Stored data

- - - - - - -

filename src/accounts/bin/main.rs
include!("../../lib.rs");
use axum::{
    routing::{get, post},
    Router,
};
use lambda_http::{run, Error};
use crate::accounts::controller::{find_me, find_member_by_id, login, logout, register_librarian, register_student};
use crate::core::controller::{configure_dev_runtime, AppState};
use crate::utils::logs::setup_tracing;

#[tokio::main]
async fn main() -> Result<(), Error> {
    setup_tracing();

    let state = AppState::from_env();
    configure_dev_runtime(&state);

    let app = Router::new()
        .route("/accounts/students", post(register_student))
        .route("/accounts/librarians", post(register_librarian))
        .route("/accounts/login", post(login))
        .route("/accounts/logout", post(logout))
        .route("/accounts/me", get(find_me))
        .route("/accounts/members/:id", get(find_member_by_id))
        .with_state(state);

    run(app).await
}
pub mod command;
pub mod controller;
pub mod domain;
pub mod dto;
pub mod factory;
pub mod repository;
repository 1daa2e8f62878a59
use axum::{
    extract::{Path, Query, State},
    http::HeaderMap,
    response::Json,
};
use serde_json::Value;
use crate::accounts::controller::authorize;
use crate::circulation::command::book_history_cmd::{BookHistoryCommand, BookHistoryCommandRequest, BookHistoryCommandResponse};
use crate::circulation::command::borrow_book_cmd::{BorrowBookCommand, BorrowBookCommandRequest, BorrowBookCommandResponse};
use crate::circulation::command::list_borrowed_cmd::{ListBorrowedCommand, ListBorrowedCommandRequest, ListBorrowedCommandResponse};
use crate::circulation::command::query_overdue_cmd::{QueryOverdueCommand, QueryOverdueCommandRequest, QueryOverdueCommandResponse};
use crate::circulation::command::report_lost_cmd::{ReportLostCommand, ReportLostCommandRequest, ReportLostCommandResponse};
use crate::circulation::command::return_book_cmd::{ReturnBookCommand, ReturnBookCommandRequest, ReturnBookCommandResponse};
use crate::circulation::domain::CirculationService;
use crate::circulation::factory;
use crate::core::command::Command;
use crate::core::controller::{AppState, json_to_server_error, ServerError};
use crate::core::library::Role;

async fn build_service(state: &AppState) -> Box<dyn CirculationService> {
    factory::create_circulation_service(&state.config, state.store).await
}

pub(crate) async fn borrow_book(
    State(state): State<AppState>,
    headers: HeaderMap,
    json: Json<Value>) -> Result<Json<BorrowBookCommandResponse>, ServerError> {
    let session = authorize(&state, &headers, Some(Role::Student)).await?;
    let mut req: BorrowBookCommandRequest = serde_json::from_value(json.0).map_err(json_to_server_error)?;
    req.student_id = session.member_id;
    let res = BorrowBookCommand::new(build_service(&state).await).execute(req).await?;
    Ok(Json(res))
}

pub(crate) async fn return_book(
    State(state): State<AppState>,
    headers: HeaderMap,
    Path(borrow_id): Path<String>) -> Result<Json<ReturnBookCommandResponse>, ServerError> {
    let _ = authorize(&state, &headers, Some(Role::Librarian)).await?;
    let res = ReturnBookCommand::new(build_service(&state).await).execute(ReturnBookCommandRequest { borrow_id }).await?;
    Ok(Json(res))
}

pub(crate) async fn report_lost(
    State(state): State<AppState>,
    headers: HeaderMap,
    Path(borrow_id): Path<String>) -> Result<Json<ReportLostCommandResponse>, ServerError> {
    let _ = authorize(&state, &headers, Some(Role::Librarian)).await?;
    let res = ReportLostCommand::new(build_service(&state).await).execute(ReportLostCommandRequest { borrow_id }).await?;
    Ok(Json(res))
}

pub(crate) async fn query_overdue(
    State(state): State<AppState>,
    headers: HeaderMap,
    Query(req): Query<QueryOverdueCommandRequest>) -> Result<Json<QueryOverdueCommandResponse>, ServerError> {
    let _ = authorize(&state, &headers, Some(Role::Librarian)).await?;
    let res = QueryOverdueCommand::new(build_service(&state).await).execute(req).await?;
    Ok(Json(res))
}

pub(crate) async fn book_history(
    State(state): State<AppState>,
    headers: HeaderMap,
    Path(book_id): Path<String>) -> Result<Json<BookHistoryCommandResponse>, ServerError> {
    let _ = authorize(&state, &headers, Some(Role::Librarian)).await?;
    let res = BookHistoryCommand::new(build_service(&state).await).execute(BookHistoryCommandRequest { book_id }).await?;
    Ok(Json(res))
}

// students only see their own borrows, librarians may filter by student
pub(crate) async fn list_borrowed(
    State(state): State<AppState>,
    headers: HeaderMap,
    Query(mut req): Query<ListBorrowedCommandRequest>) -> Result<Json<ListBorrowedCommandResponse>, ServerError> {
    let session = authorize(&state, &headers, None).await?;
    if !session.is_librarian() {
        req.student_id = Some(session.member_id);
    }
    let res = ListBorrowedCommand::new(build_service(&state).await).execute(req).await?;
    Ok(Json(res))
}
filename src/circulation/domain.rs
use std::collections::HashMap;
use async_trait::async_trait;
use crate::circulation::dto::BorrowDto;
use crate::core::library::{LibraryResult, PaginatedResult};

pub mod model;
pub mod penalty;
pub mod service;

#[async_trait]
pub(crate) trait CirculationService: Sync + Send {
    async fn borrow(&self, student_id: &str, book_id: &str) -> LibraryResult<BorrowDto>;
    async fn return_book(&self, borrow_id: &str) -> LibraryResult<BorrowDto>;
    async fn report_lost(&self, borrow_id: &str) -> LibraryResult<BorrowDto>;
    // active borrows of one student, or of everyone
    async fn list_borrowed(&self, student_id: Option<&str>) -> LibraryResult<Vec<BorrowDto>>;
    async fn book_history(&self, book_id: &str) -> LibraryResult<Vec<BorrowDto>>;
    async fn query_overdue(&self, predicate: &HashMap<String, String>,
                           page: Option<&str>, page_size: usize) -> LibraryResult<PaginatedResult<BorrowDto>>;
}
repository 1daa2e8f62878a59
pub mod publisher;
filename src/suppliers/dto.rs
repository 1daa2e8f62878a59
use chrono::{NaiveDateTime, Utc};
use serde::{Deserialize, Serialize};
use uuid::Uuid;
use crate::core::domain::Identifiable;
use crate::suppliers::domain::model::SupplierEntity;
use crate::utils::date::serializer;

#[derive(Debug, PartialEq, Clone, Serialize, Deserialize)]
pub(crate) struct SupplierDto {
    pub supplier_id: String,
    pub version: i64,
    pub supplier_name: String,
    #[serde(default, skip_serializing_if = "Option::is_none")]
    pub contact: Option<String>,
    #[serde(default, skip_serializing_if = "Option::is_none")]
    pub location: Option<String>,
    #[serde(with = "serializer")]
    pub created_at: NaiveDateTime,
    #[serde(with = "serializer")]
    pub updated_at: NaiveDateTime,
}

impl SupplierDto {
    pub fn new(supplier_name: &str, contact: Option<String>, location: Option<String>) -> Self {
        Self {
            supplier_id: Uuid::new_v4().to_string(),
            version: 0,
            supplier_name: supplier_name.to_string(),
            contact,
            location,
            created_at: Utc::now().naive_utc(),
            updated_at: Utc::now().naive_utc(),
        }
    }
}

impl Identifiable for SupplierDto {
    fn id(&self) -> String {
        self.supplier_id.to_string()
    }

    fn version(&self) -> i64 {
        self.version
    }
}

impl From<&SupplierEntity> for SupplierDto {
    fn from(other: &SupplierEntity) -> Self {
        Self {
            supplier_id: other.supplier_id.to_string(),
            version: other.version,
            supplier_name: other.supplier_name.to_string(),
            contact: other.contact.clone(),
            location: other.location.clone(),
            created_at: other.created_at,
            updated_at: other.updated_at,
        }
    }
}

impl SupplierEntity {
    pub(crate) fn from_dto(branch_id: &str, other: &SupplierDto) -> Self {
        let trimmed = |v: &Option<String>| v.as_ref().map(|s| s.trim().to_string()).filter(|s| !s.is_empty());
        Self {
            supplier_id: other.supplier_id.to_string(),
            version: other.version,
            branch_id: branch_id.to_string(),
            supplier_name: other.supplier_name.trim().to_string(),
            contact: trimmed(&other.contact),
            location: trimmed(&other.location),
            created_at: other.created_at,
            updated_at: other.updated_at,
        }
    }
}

- - - - - - -

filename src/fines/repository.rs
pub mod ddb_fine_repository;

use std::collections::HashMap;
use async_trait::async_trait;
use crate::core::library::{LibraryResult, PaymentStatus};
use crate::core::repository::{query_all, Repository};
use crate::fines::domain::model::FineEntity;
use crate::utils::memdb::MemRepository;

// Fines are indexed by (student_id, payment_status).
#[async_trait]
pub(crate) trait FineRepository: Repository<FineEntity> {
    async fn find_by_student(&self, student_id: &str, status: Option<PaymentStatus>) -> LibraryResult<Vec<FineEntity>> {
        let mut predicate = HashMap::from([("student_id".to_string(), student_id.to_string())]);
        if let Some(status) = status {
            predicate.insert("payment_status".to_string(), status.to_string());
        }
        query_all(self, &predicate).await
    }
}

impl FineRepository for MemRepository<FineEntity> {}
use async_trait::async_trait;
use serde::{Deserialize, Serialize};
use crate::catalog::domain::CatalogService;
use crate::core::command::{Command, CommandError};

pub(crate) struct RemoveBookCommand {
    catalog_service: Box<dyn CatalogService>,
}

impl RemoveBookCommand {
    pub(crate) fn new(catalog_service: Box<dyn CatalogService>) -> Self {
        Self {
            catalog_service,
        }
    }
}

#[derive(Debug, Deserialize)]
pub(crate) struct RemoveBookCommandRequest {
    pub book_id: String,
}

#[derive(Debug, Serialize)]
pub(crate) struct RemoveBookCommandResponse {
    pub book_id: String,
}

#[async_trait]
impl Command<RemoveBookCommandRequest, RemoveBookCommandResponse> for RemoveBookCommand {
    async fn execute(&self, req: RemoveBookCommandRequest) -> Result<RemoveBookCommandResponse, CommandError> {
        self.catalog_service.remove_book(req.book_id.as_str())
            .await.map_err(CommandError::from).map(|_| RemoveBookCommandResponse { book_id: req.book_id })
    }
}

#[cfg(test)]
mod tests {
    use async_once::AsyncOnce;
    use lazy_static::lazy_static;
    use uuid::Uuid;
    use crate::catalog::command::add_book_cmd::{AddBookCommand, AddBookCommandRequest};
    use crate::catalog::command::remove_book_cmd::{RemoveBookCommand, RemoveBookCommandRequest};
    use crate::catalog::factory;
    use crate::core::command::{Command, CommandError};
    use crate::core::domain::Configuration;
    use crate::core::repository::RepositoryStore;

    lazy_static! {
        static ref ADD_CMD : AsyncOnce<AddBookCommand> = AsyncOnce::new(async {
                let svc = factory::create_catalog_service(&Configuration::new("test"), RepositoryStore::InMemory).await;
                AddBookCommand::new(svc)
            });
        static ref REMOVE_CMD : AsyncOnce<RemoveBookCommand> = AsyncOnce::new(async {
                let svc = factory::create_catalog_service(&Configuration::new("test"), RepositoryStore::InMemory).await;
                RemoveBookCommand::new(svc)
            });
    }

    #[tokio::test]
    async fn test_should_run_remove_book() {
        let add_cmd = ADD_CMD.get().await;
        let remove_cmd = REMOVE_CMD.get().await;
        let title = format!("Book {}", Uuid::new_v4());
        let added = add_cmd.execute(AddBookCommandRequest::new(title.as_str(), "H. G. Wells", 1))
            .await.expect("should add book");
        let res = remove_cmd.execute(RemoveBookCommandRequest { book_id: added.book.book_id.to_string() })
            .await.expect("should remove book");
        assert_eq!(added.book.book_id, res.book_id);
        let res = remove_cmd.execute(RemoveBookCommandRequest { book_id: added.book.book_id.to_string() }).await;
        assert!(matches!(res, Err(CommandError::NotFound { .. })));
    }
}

- - - - - - -

_THE TASK_
Scan the lines above for "filename src/accounts/bin/main.rs" and for "let state = AppState::from_env();". Repeat exactly the line holding each of them and every line in between.

_EXERCISE RESPONSE_
filename src/accounts/bin/main.rs
include!("../../lib.rs");
use axum::{
    routing::{get, post},
    Router,
};
use lambda_http::{run, Error};
use crate::accounts::controller::{find_me, find_member_by_id, login, logout, register_librarian, register_student};
use crate::core::controller::{configure_dev_runtime, AppState};
use crate::utils::logs::setup_tracing;

#[tokio::main]
async fn main() -> Result<(), Error> {
    setup_tracing();

    let state = AppState::from_env();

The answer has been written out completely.